After two weeks of filming in Venezuela and elsewhere in South America, Stone said Thursday night that he probably has enough material "for two documentaries."
"The film's about the spirit of the changes in South America," Stone told The Associated Press in an interview. "It's to capture the spirit of this thing, which frankly is huge. ... There is something going on here, and it's outside the IMF, it's outside American control - that's what interests me."
Chavez takes the lead in the film, Stone said, "but the supporting cast is enormous."
Stone also interviewed Chavez's left-leaning allies in Argentina, Paraguay, Ecuador and Bolivia - all of whom have participated, he said, in the region's "liberation from the United States."
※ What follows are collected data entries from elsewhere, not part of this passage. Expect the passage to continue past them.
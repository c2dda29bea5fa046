use crate::models::{LogLevel, SessionEvent, SessionLog};
use std::collections::VecDeque;
use std::sync::Arc;
use tokio::sync::RwLock;
use uuid::Uuid;

/// Diagnostic log of the session.
///
/// Keeps the most recent entries in memory and mirrors each one through
/// `tracing`. Nothing logged here is ever printed to the terminal.
pub struct LogService {
    /// In-memory log buffer (most recent logs)
    logs: Arc<RwLock<VecDeque<SessionLog>>>,

    /// Maximum logs to keep in memory
    max_memory_logs: usize,
}

impl LogService {
    /// Create a new log service
    pub fn new(max_memory_logs: usize) -> Self {
        Self {
            logs: Arc::new(RwLock::new(VecDeque::with_capacity(max_memory_logs))),
            max_memory_logs,
        }
    }

    /// Log a diagnostic event
    pub async fn log(&self, level: LogLevel, event: SessionEvent, message: impl Into<String>) {
        self.log_entry(SessionLog::new(level, event).with_message(message)).await
    }

    /// Log a diagnostic event tied to a session
    pub async fn log_with_session(
        &self,
        session_id: Uuid,
        level: LogLevel,
        event: SessionEvent,
        message: impl Into<String>,
    ) {
        let entry = SessionLog::new(level, event)
            .with_session(session_id)
            .with_message(message);
        self.log_entry(entry).await
    }

    /// Log a pre-built log entry
    pub async fn log_entry(&self, log_entry: SessionLog) {
        {
            let mut logs = self.logs.write().await;

            // Remove oldest if at capacity
            if logs.len() >= self.max_memory_logs {
                logs.pop_front();
            }

            logs.push_back(log_entry.clone());
        }

        match log_entry.level {
            LogLevel::Info => tracing::info!("{}", log_entry.format()),
            LogLevel::Warning => tracing::warn!("{}", log_entry.format()),
            LogLevel::Error => tracing::error!("{}", log_entry.format()),
        }
    }

    /// Get all logs in memory
    pub async fn get_logs(&self) -> Vec<SessionLog> {
        let logs = self.logs.read().await;
        logs.iter().cloned().collect()
    }

    /// Get logs for a specific session
    pub async fn get_logs_for_session(&self, session_id: Uuid) -> Vec<SessionLog> {
        let logs = self.logs.read().await;
        logs.iter()
            .filter(|log| log.session_id == Some(session_id))
            .cloned()
            .collect()
    }

    /// Get logs filtered by level
    pub async fn get_logs_by_level(&self, level: LogLevel) -> Vec<SessionLog> {
        let logs = self.logs.read().await;
        logs.iter()
            .filter(|log| log.level == level)
            .cloned()
            .collect()
    }

    /// Get logs for one event type
    pub async fn get_logs_by_event(&self, event: &SessionEvent) -> Vec<SessionLog> {
        let logs = self.logs.read().await;
        logs.iter()
            .filter(|log| &log.event == event)
            .cloned()
            .collect()
    }

    /// Number of entries currently held
    pub async fn len(&self) -> usize {
        self.logs.read().await.len()
    }

    pub async fn is_empty(&self) -> bool {
        self.logs.read().await.is_empty()
    }

    /// Get recent logs (last N)
    pub async fn get_recent(&self, count: usize) -> Vec<SessionLog> {
        let logs = self.logs.read().await;
        logs.iter()
            .rev()
            .take(count)
            .rev()
            .cloned()
            .collect()
    }
}

impl Default for LogService {
    fn default() -> Self {
        Self::new(1000)
    }
}

#[cfg(test)]
mod tests {
    use super::*;

    #[tokio::test]
    async fn test_log_and_get() {
        let service = LogService::new(10);
        service.log(LogLevel::Info, SessionEvent::EngineLog, "hello").await;

        let logs = service.get_logs().await;
        assert_eq!(logs.len(), 1);
        assert_eq!(logs[0].message.as_deref(), Some("hello"));
    }

    #[tokio::test]
    async fn test_capacity_drops_oldest() {
        let service = LogService::new(3);
        for i in 0..5 {
            service.log(LogLevel::Info, SessionEvent::EngineLog, format!("msg {}", i)).await;
        }

        let logs = service.get_logs().await;
        assert_eq!(logs.len(), 3);
        assert_eq!(logs[0].message.as_deref(), Some("msg 2"));
        assert_eq!(logs[2].message.as_deref(), Some("msg 4"));
    }

    #[tokio::test]
    async fn test_filter_by_level_and_event() {
        let service = LogService::new(10);
        service.log(LogLevel::Info, SessionEvent::EngineLog, "a").await;
        service.log(LogLevel::Error, SessionEvent::EngineError, "b").await;
        service.log(LogLevel::Error, SessionEvent::EngineCrashed, "c").await;

        assert_eq!(service.get_logs_by_level(LogLevel::Error).await.len(), 2);
        assert_eq!(service.get_logs_by_event(&SessionEvent::EngineCrashed).await.len(), 1);
    }

    #[tokio::test]
    async fn test_logs_for_session() {
        let service = LogService::new(10);
        let session_id = Uuid::new_v4();
        service.log_with_session(session_id, LogLevel::Info, SessionEvent::EngineLog, "a").await;
        service.log(LogLevel::Info, SessionEvent::EngineLog, "b").await;

        let logs = service.get_logs_for_session(session_id).await;
        assert_eq!(logs.len(), 1);
        assert_eq!(logs[0].message.as_deref(), Some("a"));
    }

    #[tokio::test]
    async fn test_recent() {
        let service = LogService::new(10);
        for i in 0..4 {
            service.log(LogLevel::Info, SessionEvent::EngineLog, i.to_string()).await;
        }

        let recent = service.get_recent(2).await;
        assert_eq!(recent.len(), 2);
        assert_eq!(recent[0].message.as_deref(), Some("2"));
        assert_eq!(recent[1].message.as_deref(), Some("3"));
    }
}
use thiserror::Error;

#[derive(Debug, Error)]
pub enum LauncherError {
    #[error("Configuration error: {0}")]
    ConfigError(String),

    #[error("Engine error: {0}")]
    EngineError(String),

    #[error("Terminal error: {0}")]
    TerminalError(String),

    #[error("Initialization failed: {0}")]
    InitFailed(String),

    #[error("Private key file not found: {0}")]
    KeyFileNotFound(String),

    #[error("Invalid private key: {0}")]
    InvalidKey(String),

    #[error("Connection form has already been submitted")]
    SetupAlreadyConsumed,

    #[error("A session is already active: {0}")]
    SessionAlreadyActive(String),

    #[error("Session not found: {0}")]
    SessionNotFound(String),

    #[error("Prompt error: {0}")]
    PromptError(#[from] dialoguer::Error),

    #[error("IO error: {0}")]
    IoError(#[from] std::io::Error),

    #[error("Serialization error: {0}")]
    SerializationError(#[from] toml::de::Error),

    #[error("Deserialization error: {0}")]
    DeserializationError(#[from] toml::ser::Error),

    #[error("JSON error: {0}")]
    JsonError(#[from] serde_json::Error),

    #[error(transparent)]
    Other(#[from] anyhow::Error),
}

pub type Result<T> = std::result::Result<T, LauncherError>;

impl LauncherError {
    /// Returns a user-friendly error message
    pub fn user_message(&self) -> String {
        match self {
            Self::KeyFileNotFound(path) => format!("Private key file not found: {}", path),
            Self::InvalidKey(reason) => format!("Not an OpenSSH private key: {}", reason),
            Self::InitFailed(reason) => format!("Could not prepare the mosh engine: {}", reason),
            Self::EngineError(reason) => format!("Mosh engine error: {}", reason),
            Self::TerminalError(reason) => format!("Terminal error: {}", reason),
            Self::ConfigError(reason) => format!("Configuration error: {}", reason),
            Self::SetupAlreadyConsumed => "The connection form can only be submitted once".to_string(),
            Self::SessionAlreadyActive(id) => format!("Session {} is still running", id),
            _ => self.to_string(),
        }
    }
}

/// Message for the top-level error report, friendlier when it is ours
pub fn describe_error(err: &anyhow::Error) -> String {
    match err.downcast_ref::<LauncherError>() {
        Some(launcher_err) => launcher_err.user_message(),
        None => err.to_string(),
    }
}
use crate::ui::keys::encode_key_event;
use crate::utils::error::{LauncherError, Result};
use crossterm::event::{self, DisableBracketedPaste, EnableBracketedPaste, Event, KeyEventKind};
use crossterm::terminal::{disable_raw_mode, enable_raw_mode};
use crossterm::{cursor, execute, queue, style::Print, terminal::SetTitle};
use std::io::{Stdout, Write};
use std::sync::{Arc, Mutex};
use std::time::Duration;
use tokio::sync::{mpsc, oneshot};

const INPUT_POLL_INTERVAL: Duration = Duration::from_millis(100);
const INPUT_QUEUE_DEPTH: usize = 256;

/// Output side of a terminal widget
pub trait TerminalIo: Send + Sync {
    /// Write text to the screen without any transformation
    fn print(&self, text: &str);

    fn set_cursor_position(&self, row: u16, column: u16);

    fn set_cursor_visible(&self, visible: bool);

    fn set_title(&self, title: &str);
}

/// Input reported by a terminal widget
#[derive(Debug, Clone, PartialEq, Eq)]
pub enum TerminalEvent {
    /// Bytes produced by a key press
    Keystroke(String),
    /// A whole string sent at once, e.g. a paste
    SendString(String),
    /// New size in cells
    Resize { width: u16, height: u16 },
}

/// A terminal widget attached to its container
pub struct DecoratedTerminal {
    pub io: Arc<dyn TerminalIo>,
    pub events: mpsc::Receiver<TerminalEvent>,
    /// Fires once when the widget can be used
    pub ready: oneshot::Receiver<()>,
}

/// Creates terminal widgets
pub trait TerminalFactory {
    fn decorate(&self) -> Result<DecoratedTerminal>;
}

/// Terminal widget on the controlling terminal, in raw mode
#[derive(Debug, Default)]
pub struct CrosstermTerminal;

impl TerminalFactory for CrosstermTerminal {
    fn decorate(&self) -> Result<DecoratedTerminal> {
        let guard = RawModeGuard::enable()?;
        let io = Arc::new(CrosstermIo {
            out: Mutex::new(std::io::stdout()),
            _raw: guard,
        });

        let (event_tx, events) = mpsc::channel(INPUT_QUEUE_DEPTH);
        let (ready_tx, ready) = oneshot::channel();

        std::thread::Builder::new()
            .name("terminal-input".to_string())
            .spawn(move || input_loop(event_tx, ready_tx))?;

        Ok(DecoratedTerminal { io, events, ready })
    }
}

struct RawModeGuard;

impl RawModeGuard {
    fn enable() -> Result<Self> {
        enable_raw_mode()
            .map_err(|e| LauncherError::TerminalError(format!("failed to enable raw mode: {}", e)))?;
        if let Err(e) = execute!(std::io::stdout(), EnableBracketedPaste) {
            tracing::warn!("Bracketed paste unavailable: {}", e);
        }
        Ok(Self)
    }
}

impl Drop for RawModeGuard {
    fn drop(&mut self) {
        let _ = execute!(std::io::stdout(), DisableBracketedPaste, cursor::Show);
        let _ = disable_raw_mode();
    }
}

struct CrosstermIo {
    out: Mutex<Stdout>,
    _raw: RawModeGuard,
}

impl CrosstermIo {
    fn with_out(&self, what: &str, f: impl FnOnce(&mut Stdout) -> std::io::Result<()>) {
        let mut out = self.out.lock().unwrap_or_else(|e| e.into_inner());
        if let Err(e) = f(&mut *out).and_then(|_| out.flush()) {
            tracing::warn!("Terminal {} failed: {}", what, e);
        }
    }
}

impl TerminalIo for CrosstermIo {
    fn print(&self, text: &str) {
        self.with_out("print", |out| queue!(out, Print(text)));
    }

    fn set_cursor_position(&self, row: u16, column: u16) {
        self.with_out("cursor move", |out| queue!(out, cursor::MoveTo(column, row)));
    }

    fn set_cursor_visible(&self, visible: bool) {
        self.with_out("cursor visibility", |out| {
            if visible {
                queue!(out, cursor::Show)
            } else {
                queue!(out, cursor::Hide)
            }
        });
    }

    fn set_title(&self, title: &str) {
        self.with_out("title", |out| queue!(out, SetTitle(title)));
    }
}

fn input_loop(events: mpsc::Sender<TerminalEvent>, ready: oneshot::Sender<()>) {
    let _ = ready.send(());

    match crossterm::terminal::size() {
        Ok((width, height)) => {
            if events.blocking_send(TerminalEvent::Resize { width, height }).is_err() {
                return;
            }
        }
        Err(e) => tracing::warn!("Could not read terminal size: {}", e),
    }

    while !events.is_closed() {
        match event::poll(INPUT_POLL_INTERVAL) {
            Ok(false) => continue,
            Ok(true) => {}
            Err(e) => {
                tracing::error!("Terminal input failed: {}", e);
                break;
            }
        }

        let translated = match event::read() {
            Ok(Event::Key(key)) if key.kind != KeyEventKind::Release => {
                encode_key_event(&key).map(TerminalEvent::Keystroke)
            }
            Ok(Event::Paste(text)) => Some(TerminalEvent::SendString(text)),
            Ok(Event::Resize(width, height)) => Some(TerminalEvent::Resize { width, height }),
            Ok(_) => None,
            Err(e) => {
                tracing::error!("Terminal input failed: {}", e);
                break;
            }
        };

        if let Some(event) = translated {
            if events.blocking_send(event).is_err() {
                break;
            }
        }
    }

    tracing::debug!("Terminal input reader stopped");
}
The 62-year-old filmmaker accompanied Chavez to the lot where his grandmother's house once stood, and to political rallies where he connected with crowds of admirers.
"The pure energy of the man is intoxicating," Stone said.
In their interviews, Chavez discussed world affairs, the oil business, socialism and independence hero Simon Bolivar - the inspiration of his movement.
"This is what I like about Chavez: He's a big man, he thinks big," said Stone, who described the Venezuelan president as a "world-changer."
The changes he has helped lead, Stone said, are "sweeping all over the place."
"Bolivar is back."
The Oscar-winning director said the documentary, as yet untitled, should be released in a matter of months. The film follows "W.", Stone's critical biopic about President George W. Bush.
The director said he hopes President-elect Barack Obama takes a different approach toward Latin America and "should meet with Chavez."